Sunday, August 24, 1986
Medicaid fraud doesn't stop these docs
Many Medicaid Violators Continue To Practice Medicine
By Edward Colimore and Howard Goodman, Inquirer Staff Writers
Dr. Arnold Lincow and his clinic did hundreds of thousands of dollars in business with Medicaid patients in Philadelphia - and then state officials said they wouldn't pay him any more.
He broke Medicaid regulations, they said, by performing 145 unnecessary treatments on welfare clients.
But that didn't stop Lincow from billing for thousands more dollars, the attorney general's office said. After Lincow got word of his expulsion, the state said, he submitted 961 more invoices to Medicaid by fraudulently using the names of other physicians - including one doctor who was in his last, dying month, hospitalized with a heart attack.
Lincow was indicted in 1982. The following year, he pleaded guilty to 10 counts of Medicaid fraud, and was placed on probation and fined. In 1985, his license was suspended - for 90 days.
Today, Dr. Lincow is again practicing in Philadelphia, and the federal government is still seeking $418,402 from him in fines and restitution.
He is not the only Pennsylvania doctor who continues to practice on an unwitting public despite being convicted of crimes against Medicaid. An examination of records reveals that there are scores of such doctors.

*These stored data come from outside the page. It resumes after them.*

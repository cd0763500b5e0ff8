use crate::cli::parser::Commands;
use crate::config::Config;
use crate::db::initialize::open_db;
use crate::db::queries::load_entries_by_date;
use crate::errors::{AppError, AppResult};
use crate::utils::colors::{RESET, color_for_progress};
use crate::utils::date;
use crate::utils::formatting::format_date;

/// List the entries recorded on one date.
pub fn handle(cmd: &Commands, cfg: &Config) -> AppResult<()> {
    if let Commands::Entries { date: d } = cmd {
        let day = match d {
            Some(s) => date::parse_date(s).ok_or_else(|| AppError::InvalidDate(s.to_string()))?,
            None => date::today(),
        };

        let pool = open_db(&cfg.database)?;
        let entries = load_entries_by_date(&pool.conn, &day)?;

        if entries.is_empty() {
            println!("No entries for {} ({})", day, format_date(day));
            return Ok(());
        }

        for e in entries {
            match e.progress {
                Some(p) => println!("{}{}{}", color_for_progress(p), e, RESET),
                None => println!("{}", e),
            }
        }
    }
    Ok(())
}
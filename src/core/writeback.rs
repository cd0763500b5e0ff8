//! Sheet write-back: per-task average roll-over and the six summary cells.

use crate::core::averager::CohortAverage;
use crate::db::pool::DbPool;
use crate::db::queries::{load_active_tasks, task_average};
use crate::errors::{AppError, AppResult};
use crate::sheet::layout::{
    AVERAGE_COLUMN, DURATION_COLUMN, MIN_ANALYTICAL_ROWS, PREVIOUS_COLUMN, SUMMARY_ROWS,
};
use crate::sheet::{SheetSource, SheetView};
use crate::utils::format_duration;

/// For every active task: move today's `D` value to `F`, clear `D`, and
/// write the task's all-time average into `B` (keeping the old `B` value
/// while the task has no average yet).
pub fn roll_task_cells<S: SheetSource + ?Sized>(
    pool: &DbPool,
    sheet: &mut SheetView<S>,
) -> AppResult<usize> {
    let tasks = load_active_tasks(&pool.conn)?;

    for task in &tasks {
        let average = task_average(&pool.conn, task.id)?;
        let value = if average.is_zero() {
            sheet.cell(AVERAGE_COLUMN, task.row)?.to_string()
        } else {
            format_duration(average, true)
        };
        let today = sheet.cell(DURATION_COLUMN, task.row)?.to_string();

        sheet.write(PREVIOUS_COLUMN, task.row, &today)?;
        sheet.write(DURATION_COLUMN, task.row, "")?;
        sheet.write(AVERAGE_COLUMN, task.row, &value)?;
    }
    Ok(tasks.len())
}

/// Row that receives a summary value `from_end` rows above the last
/// analytical row. Fails when the analytical group is too short.
pub fn summary_row<S: SheetSource + ?Sized>(sheet: &mut SheetView<S>, from_end: u32) -> AppResult<u32> {
    let range = sheet.groups()?.analytical;
    if range.len() < MIN_ANALYTICAL_ROWS {
        return Err(AppError::SheetLayout(format!(
            "analytical group spans rows {}-{}; at least {} rows are needed for the summary",
            range.first, range.last, MIN_ANALYTICAL_ROWS
        )));
    }
    Ok(range.last - from_end)
}

/// Write the six averages into their fixed summary cells.
pub fn write_summaries<S: SheetSource + ?Sized>(
    sheet: &mut SheetView<S>,
    averages: &[CohortAverage],
) -> AppResult<()> {
    // Resolve every target before the first write.
    let mut targets = Vec::with_capacity(SUMMARY_ROWS.len());
    for (cohort, period, from_end) in SUMMARY_ROWS {
        let avg = averages
            .iter()
            .find(|a| a.cohort == cohort && a.period == period)
            .ok_or_else(|| AppError::Other(format!("missing {cohort} {period} average")))?;
        targets.push((summary_row(sheet, from_end)?, format_duration(avg.average, true)));
    }

    for (row, value) in targets {
        sheet.write(AVERAGE_COLUMN, row, &value)?;
    }
    Ok(())
}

And there are scores of others who continue to practice despite being barred from Medicaid because their medical practices and techniques have violated state regulations.
The state Department of Public Welfare is dropping such doctors in record numbers from Medicaid, the mammoth state and federal health-care program for the poor. Tighter regulations and stepped-up enforcement have created a dramatic increase in doctors cited for Medicaid abuses.
Overall, according to state records and interviews with medical investigators, doctors, through improper billing, stole about $13 million from Pennsylvania taxpayers last year alone.
But only rarely do the state's licensing boards, which are supposed to protect the public from violations of medical and ethical standards, follow up by significantly limiting those doctors' right to practice.